> **WHAT IS NEEDED**
Scan the entries below. Return every line that includes "error".

____________

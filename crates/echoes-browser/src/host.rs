//! The host: one rendering surface, one toolbar, one file bridge.
//!
//! [`BrowserHost`] owns the stateful handlers and is driven by the embedder
//! from its event-dispatch thread. Collaborators are passed per call so the
//! embedder keeps ownership of its webview and OS handles. Navigation
//! routing is stateless and registered separately, see [`crate::policy`].

use echoes_platform::{DefaultBackHandler, FilePicker, RenderingSurface, ToolbarAnimator};
use echoes_types::config::HostConfig;
use echoes_types::error::Result;
use echoes_types::event::{PickerResult, ScrollSample};
use echoes_ui::{ToolbarController, ToolbarVisibility};

use crate::back::{BackNavigationDelegate, BackOutcome};
use crate::bridge::{FileCallback, FileSelectionBridge};
use crate::scroll::ScrollTracker;

pub struct BrowserHost {
    config: HostConfig,
    toolbar: ToolbarController,
    scroll: ScrollTracker,
    files: FileSelectionBridge,
    back: BackNavigationDelegate,
}

impl BrowserHost {
    /// Build a host from a validated configuration.
    pub fn new(config: HostConfig) -> Result<Self> {
        config.validate()?;
        Ok(Self {
            toolbar: ToolbarController::new(&config.toolbar),
            scroll: ScrollTracker::new(),
            files: FileSelectionBridge::new(config.picker.clone()),
            back: BackNavigationDelegate::new(),
            config,
        })
    }

    pub fn config(&self) -> &HostConfig {
        &self.config
    }

    /// Point the surface at the configured origin.
    pub fn start(&mut self, surface: &mut dyn RenderingSurface) -> Result<()> {
        log::info!("loading origin {}", self.config.origin);
        surface.load_url(&self.config.origin)
    }

    /// Toolbar refresh button.
    pub fn refresh(&mut self, surface: &mut dyn RenderingSurface) {
        log::info!("refresh requested");
        if let Err(e) = surface.reload() {
            log::warn!("reload failed: {e}");
        }
    }

    /// A new document committed in the surface.
    pub fn on_page_navigated(&mut self) {
        self.scroll.reset();
    }

    // -- Toolbar --------------------------------------------------------

    pub fn toolbar_visibility(&self) -> ToolbarVisibility {
        self.toolbar.visibility()
    }

    /// Scroll change reported as a pair of offsets.
    pub fn on_scroll(&mut self, sample: ScrollSample, animator: &mut dyn ToolbarAnimator) {
        if let Some(cmd) = self.toolbar.on_sample(sample) {
            cmd.apply(animator);
        }
    }

    /// Scroll change reported as an absolute offset.
    pub fn on_scroll_offset(&mut self, offset: i32, animator: &mut dyn ToolbarAnimator) {
        let sample = self.scroll.sample(offset);
        self.on_scroll(sample, animator);
    }

    /// The toolbar was laid out at a new height.
    pub fn on_toolbar_resized(&mut self, height: f32, animator: &mut dyn ToolbarAnimator) {
        if let Some(cmd) = self.toolbar.set_height(height) {
            cmd.apply(animator);
        }
    }

    // -- Files ----------------------------------------------------------

    pub fn on_file_request(&mut self, callback: FileCallback, picker: &mut dyn FilePicker) -> bool {
        self.files.on_file_request(callback, picker)
    }

    pub fn on_picker_result(&mut self, result: PickerResult) {
        self.files.on_picker_result(result);
    }

    pub fn has_pending_file_request(&self) -> bool {
        self.files.has_pending()
    }

    // -- Back -----------------------------------------------------------

    pub fn on_back_requested(
        &mut self,
        surface: &mut dyn RenderingSurface,
        fallback: &mut dyn DefaultBackHandler,
    ) -> BackOutcome {
        self.back.on_back_requested(surface, fallback)
    }

    /// The hosting screen is going away.
    pub fn shutdown(&mut self) {
        self.files.release();
    }
}
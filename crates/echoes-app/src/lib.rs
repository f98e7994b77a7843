//! Desktop embedding of the Echoes host.
//!
//! The platform-neutral pieces ([`files`], [`os`], [`toolbar_page`]) build
//! everywhere. The webview shell needs the `desktop` feature.

pub mod files;
pub mod os;
pub mod toolbar_page;

#[cfg(feature = "desktop")]
pub mod picker;
#[cfg(feature = "desktop")]
pub mod shell;
#[cfg(feature = "desktop")]
pub mod surface;
//! Foundation types for the Echoes host shell.
//!
//! This crate contains the embedder-agnostic types shared by all Echoes
//! crates: the error enum, the fixed host configuration, and the event
//! data that flows from the rendering surface into the host.

pub mod config;
pub mod error;
pub mod event;
//! Back-navigation delegate.
//!
//! The hardware/gesture back action walks the surface's own history first
//! and only falls through to the OS default once there is nothing left.

use echoes_platform::{DefaultBackHandler, RenderingSurface};

/// What a back action ended up doing.
#[derive(Debug, Clone, Copy, PartialEq, Eq)]
pub enum BackOutcome {
    /// Stepped back inside the surface; the event was consumed.
    NavigatedBack,
    /// Passed to the OS default handler.
    Delegated,
}

#[derive(Debug)]
pub struct BackNavigationDelegate {
    enabled: bool,
}

impl Default for BackNavigationDelegate {
    fn default() -> Self {
        Self::new()
    }
}

impl BackNavigationDelegate {
    pub fn new() -> Self {
        Self { enabled: true }
    }

    /// Whether back actions are currently intercepted.
    pub fn is_enabled(&self) -> bool {
        self.enabled
    }

    /// Handle one back action. Evaluated fresh every time.
    ///
    /// Interception is switched off while the default handler runs so the
    /// action cannot loop back here, and switched on again afterwards.
    pub fn on_back_requested(
        &mut self,
        surface: &mut dyn RenderingSurface,
        fallback: &mut dyn DefaultBackHandler,
    ) -> BackOutcome {
        if self.enabled && surface.can_go_back() {
            if let Err(e) = surface.go_back() {
                log::warn!("surface back navigation failed: {e}");
            }
            return BackOutcome::NavigatedBack;
        }

        log::debug!("no surface history, delegating back action");
        self.enabled = false;
        fallback.default_back();
        self.enabled = true;
        BackOutcome::Delegated
    }
}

____________

> **RESULT OF THE TASK**
use echoes_types::error::Result;
//! crates: the error enum, the fixed host configuration, and the event
pub mod error;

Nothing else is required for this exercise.